§ **Instructions for the task**
From the entries below, return only the lines starting at the one that contains "pub fn as_str(&self)" and ending at the one that contains "fn from_str(s: &str)", exactly as they stand.

§ **Items listed in a dataset**
--

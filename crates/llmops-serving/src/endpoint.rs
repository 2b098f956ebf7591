//! Serving endpoint record and the declarative types embedded in it

use std::fmt;
use std::str::FromStr;

use chrono::{DateTime, Utc};
use serde::{Deserialize, Serialize};
use uuid::Uuid;

use llmops_common::Error;

/// Deployment environment; part of the route uniqueness key and the namespace
#[derive(Clone, Copy, Debug, Serialize, Deserialize, PartialEq, Eq, Hash)]
#[serde(rename_all = "lowercase")]
pub enum Environment {
    /// Development
    Dev,
    /// Staging
    Stg,
    /// Production
    Prod,
}

impl Environment {
    /// Wire name
    pub fn as_str(&self) -> &'static str {
        match self {
            Environment::Dev => "dev",
            Environment::Stg => "stg",
            Environment::Prod => "prod",
        }
    }
}

impl fmt::Display for Environment {
    fn fmt(&self, f: &mut fmt::Formatter<'_>) -> fmt::Result {
        f.write_str(self.as_str())
    }
}

impl FromStr for Environment {
    type Err = Error;

    fn from_str(s: &str) -> Result<Self, Self::Err> {
        match s.to_ascii_lowercase().as_str() {
            "dev" => Ok(Environment::Dev),
            "stg" => Ok(Environment::Stg),
            "prod" => Ok(Environment::Prod),
            other => Err(Error::validation_for_field(
                other,
                "environment",
                "environment must be one of dev, stg, prod",
            )),
        }
    }
}

/// Endpoint lifecycle status
#[derive(Clone, Copy, Debug, Default, Serialize, Deserialize, PartialEq, Eq)]
#[serde(rename_all = "kebab-case")]
pub enum EndpointStatus {
    /// Resources submitted, pods not ready yet
    #[default]
    Deploying,
    /// All pods ready
    Healthy,
    /// Some pods ready
    Degraded,
    /// A pod failed or the deploy failed
    Failed,
    /// Scaled to zero by rollback
    RolledBack,
}

impl fmt::Display for EndpointStatus {
    fn fmt(&self, f: &mut fmt::Formatter<'_>) -> fmt::Result {
        match self {
            EndpointStatus::Deploying => write!(f, "deploying"),
            EndpointStatus::Healthy => write!(f, "healthy"),
            EndpointStatus::Degraded => write!(f, "degraded"),
            EndpointStatus::Failed => write!(f, "failed"),
            EndpointStatus::RolledBack => write!(f, "rolled-back"),
        }
    }
}

/// Declared inference mode
#[derive(Clone, Copy, Debug, Default, Serialize, Deserialize, PartialEq, Eq)]
#[serde(rename_all = "SCREAMING_SNAKE_CASE")]
pub enum ServeTarget {
    /// Plain text generation
    #[default]
    Generation,
    /// Retrieval-augmented generation
    Rag,
}

/// Serving engine a runtime image belongs to
#[derive(Clone, Copy, Debug, Serialize, Deserialize, PartialEq, Eq)]
#[serde(rename_all = "lowercase")]
pub enum RuntimeEngine {
    /// vLLM OpenAI-compatible server
    Vllm,
    /// Hugging Face Text Generation Inference
    Tgi,
}

/// Autoscaling policy, compiled into an `autoscaling/v2` HPA
#[derive(Clone, Debug, Default, Serialize, Deserialize, PartialEq)]
#[serde(rename_all = "camelCase")]
pub struct AutoscalePolicy {
    /// Target average CPU utilization percentage
    #[serde(default, skip_serializing_if = "Option::is_none")]
    pub target_cpu_utilization: Option<i32>,
    /// Target average memory utilization percentage
    #[serde(default, skip_serializing_if = "Option::is_none")]
    pub target_memory_utilization: Option<i32>,
    /// Scale-down stabilization window
    #[serde(default, skip_serializing_if = "Option::is_none")]
    pub scale_down_stabilization_secs: Option<i32>,
}

impl AutoscalePolicy {
    /// CPU target applied when a policy names no metric at all
    pub const DEFAULT_CPU_TARGET: i32 = 80;

    /// Check percentages are in range
    pub fn validate(&self, endpoint: &str) -> Result<(), Error> {
        for (field, value) in [
            ("autoscale_policy.target_cpu_utilization", self.target_cpu_utilization),
            ("autoscale_policy.target_memory_utilization", self.target_memory_utilization),
        ] {
            if let Some(v) = value {
                if !(1..=100).contains(&v) {
                    return Err(Error::validation_for_field(
                        endpoint,
                        field,
                        format!("utilization target {} must be between 1 and 100", v),
                    ));
                }
            }
        }
        if matches!(self.scale_down_stabilization_secs, Some(s) if s < 0) {
            return Err(Error::validation_for_field(
                endpoint,
                "autoscale_policy.scale_down_stabilization_secs",
                "stabilization window must not be negative",
            ));
        }
        Ok(())
    }
}

/// Per-field overrides of the default resource table
#[derive(Clone, Debug, Default, Serialize, Deserialize, PartialEq)]
#[serde(rename_all = "camelCase")]
pub struct ResourceOverrides {
    /// CPU request
    #[serde(default, skip_serializing_if = "Option::is_none")]
    pub cpu_request: Option<String>,
    /// CPU limit
    #[serde(default, skip_serializing_if = "Option::is_none")]
    pub cpu_limit: Option<String>,
    /// Memory request
    #[serde(default, skip_serializing_if = "Option::is_none")]
    pub memory_request: Option<String>,
    /// Memory limit
    #[serde(default, skip_serializing_if = "Option::is_none")]
    pub memory_limit: Option<String>,
}

/// Accelerator shape requested by a deployment spec
#[derive(Clone, Debug, Default, Serialize, Deserialize, PartialEq)]
#[serde(rename_all = "camelCase")]
pub struct ResourceShape {
    /// GPUs per replica
    #[serde(default, skip_serializing_if = "Option::is_none")]
    pub gpu_count: Option<u32>,
    /// Memory per GPU (e.g. "24Gi"), informational
    #[serde(default, skip_serializing_if = "Option::is_none")]
    pub gpu_memory: Option<String>,
}

/// Runtime selection and serving limits
#[derive(Clone, Debug, Default, Serialize, Deserialize, PartialEq)]
#[serde(rename_all = "camelCase")]
pub struct RuntimeSpec {
    /// Pinned image
    #[serde(default, skip_serializing_if = "Option::is_none")]
    pub image: Option<String>,
    /// Engine to pick from the image table
    #[serde(default, skip_serializing_if = "Option::is_none")]
    pub engine: Option<RuntimeEngine>,
    /// Concurrent request cap
    #[serde(default, skip_serializing_if = "Option::is_none")]
    pub max_concurrent_requests: Option<u32>,
    /// Input token cap
    #[serde(default, skip_serializing_if = "Option::is_none")]
    pub max_input_tokens: Option<u32>,
    /// Output token cap
    #[serde(default, skip_serializing_if = "Option::is_none")]
    pub max_output_tokens: Option<u32>,
}

/// Declarative contract the spec builder consumes
#[derive(Clone, Debug, Default, Serialize, Deserialize, PartialEq)]
#[serde(rename_all = "camelCase")]
pub struct DeploymentSpec {
    /// Catalog model reference
    #[serde(default, skip_serializing_if = "Option::is_none")]
    pub model_ref: Option<String>,
    /// Model family (e.g. "llama")
    #[serde(default, skip_serializing_if = "Option::is_none")]
    pub model_family: Option<String>,
    /// Job type the model came from (e.g. "sft")
    #[serde(default, skip_serializing_if = "Option::is_none")]
    pub job_type: Option<String>,
    /// Inference mode
    #[serde(default)]
    pub serve_target: ServeTarget,
    /// Accelerator shape
    #[serde(default)]
    pub resources: ResourceShape,
    /// Runtime selection and limits
    #[serde(default)]
    pub runtime: RuntimeSpec,
    /// GPU flag
    #[serde(default, skip_serializing_if = "Option::is_none")]
    pub use_gpu: Option<bool>,
}

/// Persisted serving endpoint
#[derive(Clone, Debug, Serialize, Deserialize, PartialEq)]
#[serde(rename_all = "camelCase")]
pub struct ServingEndpoint {
    /// Endpoint id
    pub id: Uuid,
    /// Catalog model id
    pub model_id: String,
    /// Environment
    pub environment: Environment,
    /// Normalized route, unique per environment
    pub route: String,
    /// Lifecycle status
    pub status: EndpointStatus,
    /// Minimum replicas
    pub min_replicas: i32,
    /// Maximum replicas
    pub max_replicas: i32,
    /// Autoscale policy; no HPA when absent
    #[serde(default, skip_serializing_if = "Option::is_none")]
    pub autoscale_policy: Option<AutoscalePolicy>,
    /// Prompt policy link
    #[serde(default, skip_serializing_if = "Option::is_none")]
    pub prompt_policy_id: Option<String>,
    /// Runtime image override
    #[serde(default, skip_serializing_if = "Option::is_none")]
    pub runtime_image: Option<String>,
    /// GPU flag
    #[serde(default)]
    pub use_gpu: bool,
    /// Resource overrides
    #[serde(default)]
    pub resources: ResourceOverrides,
    /// Structured deployment spec
    #[serde(default, skip_serializing_if = "Option::is_none")]
    pub deployment_spec: Option<DeploymentSpec>,
    /// Provider resource id of the last successful deploy
    #[serde(default, skip_serializing_if = "Option::is_none")]
    pub rollback_plan: Option<String>,
    /// Last status observation
    #[serde(default, skip_serializing_if = "Option::is_none")]
    pub last_health_check: Option<DateTime<Utc>>,
    /// Creation time
    pub created_at: DateTime<Utc>,
    /// Optimistic-lock counter, bumped on every write
    #[serde(default)]
    pub revision: u64,
}

impl ServingEndpoint {
    /// Fields redeploy may change, captured so a failed redeploy can put them back
    pub fn snapshot(&self) -> ConfigSnapshot {
        ConfigSnapshot {
            runtime_image: self.runtime_image.clone(),
            use_gpu: self.use_gpu,
            resources: self.resources.clone(),
            autoscale_policy: self.autoscale_policy.clone(),
            deployment_spec: self.deployment_spec.clone(),
            min_replicas: self.min_replicas,
            max_replicas: self.max_replicas,
            rollback_plan: self.rollback_plan.clone(),
        }
    }

    /// Put snapshotted fields back
    pub fn restore(&mut self, snapshot: ConfigSnapshot) {
        self.runtime_image = snapshot.runtime_image;
        self.use_gpu = snapshot.use_gpu;
        self.resources = snapshot.resources;
        self.autoscale_policy = snapshot.autoscale_policy;
        self.deployment_spec = snapshot.deployment_spec;
        self.min_replicas = snapshot.min_replicas;
        self.max_replicas = snapshot.max_replicas;
        self.rollback_plan = snapshot.rollback_plan;
    }

    /// Human-readable key used in logs and validation errors
    pub fn route_key(&self) -> String {
        format!("{}:{}", self.environment, self.route)
    }
}

/// Mutable configuration of an endpoint at one point in time
#[derive(Clone, Debug, PartialEq)]
pub struct ConfigSnapshot {
    runtime_image: Option<String>,
    use_gpu: bool,
    resources: ResourceOverrides,
    autoscale_policy: Option<AutoscalePolicy>,
    deployment_spec: Option<DeploymentSpec>,
    min_replicas: i32,
    max_replicas: i32,
    rollback_plan: Option<String>,
}

/// Normalize a route to an absolute path without a trailing slash (except root)
pub fn normalize_route(route: &str) -> String {
    let trimmed = route.trim().trim_end_matches('/');
    if trimmed.is_empty() {
        "/".to_string()
    } else if trimmed.starts_with('/') {
        trimmed.to_string()
    } else {
        format!("/{}", trimmed)
    }
}

/// Check min/max replica bounds
pub fn validate_replicas(endpoint: &str, min: i32, max: i32) -> Result<(), Error> {
    if min < 0 {
        return Err(Error::validation_for_field(
            endpoint,
            "min_replicas",
            "min_replicas must not be negative",
        ));
    }
    if max < 1 || max < min {
        return Err(Error::validation_for_field(
            endpoint,
            "max_replicas",
            format!("max_replicas {} must be at least 1 and >= min_replicas {}", max, min),
        ));
    }
    Ok(())
}

#[cfg(test)]
mod tests {
    use super::*;

    #[test]
    fn test_normalize_route() {
        assert_eq!(normalize_route("/serve/m1"), "/serve/m1");
        assert_eq!(normalize_route("serve/m1/"), "/serve/m1");
        assert_eq!(normalize_route("/serve/m1///"), "/serve/m1");
        assert_eq!(normalize_route("/"), "/");
        assert_eq!(normalize_route(""), "/");
        assert_eq!(normalize_route("  /chat "), "/chat");
    }

    #[test]
    fn test_environment_parsing() {
        assert_eq!("dev".parse::<Environment>().unwrap(), Environment::Dev);
        assert_eq!("PROD".parse::<Environment>().unwrap(), Environment::Prod);
        assert!("qa".parse::<Environment>().is_err());
    }

    #[test]
    fn test_status_wire_names() {
        assert_eq!(
            serde_json::to_value(EndpointStatus::RolledBack).unwrap(),
            "rolled-back"
        );
        assert_eq!(EndpointStatus::RolledBack.to_string(), "rolled-back");
        assert_eq!(serde_json::to_value(ServeTarget::Rag).unwrap(), "RAG");
        assert_eq!(
            serde_json::to_value(ServeTarget::Generation).unwrap(),
            "GENERATION"
        );
    }

    #[test]
    fn test_autoscale_policy_validation() {
        let ok = AutoscalePolicy {
            target_cpu_utilization: Some(70),
            ..Default::default()
        };
        assert!(ok.validate("ep").is_ok());

        let bad = AutoscalePolicy {
            target_memory_utilization: Some(150),
            ..Default::default()
        };
        assert!(bad.validate("ep").is_err());
    }

    #[test]
    fn test_replica_bounds() {
        assert!(validate_replicas("ep", 1, 3).is_ok());
        assert!(validate_replicas("ep", 0, 1).is_ok());
        assert!(validate_replicas("ep", 3, 1).is_err());
        assert!(validate_replicas("ep", -1, 1).is_err());
        assert!(validate_replicas("ep", 0, 0).is_err());
    }
}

--

§ **Exercise output**
    pub fn as_str(&self) -> &'static str {
        match self {
            Environment::Dev => "dev",
            Environment::Stg => "stg",
            Environment::Prod => "prod",
        }
    }
}

impl fmt::Display for Environment {
    fn fmt(&self, f: &mut fmt::Formatter<'_>) -> fmt::Result {
        f.write_str(self.as_str())
    }
}

impl FromStr for Environment {
    type Err = Error;

    fn from_str(s: &str) -> Result<Self, Self::Err> {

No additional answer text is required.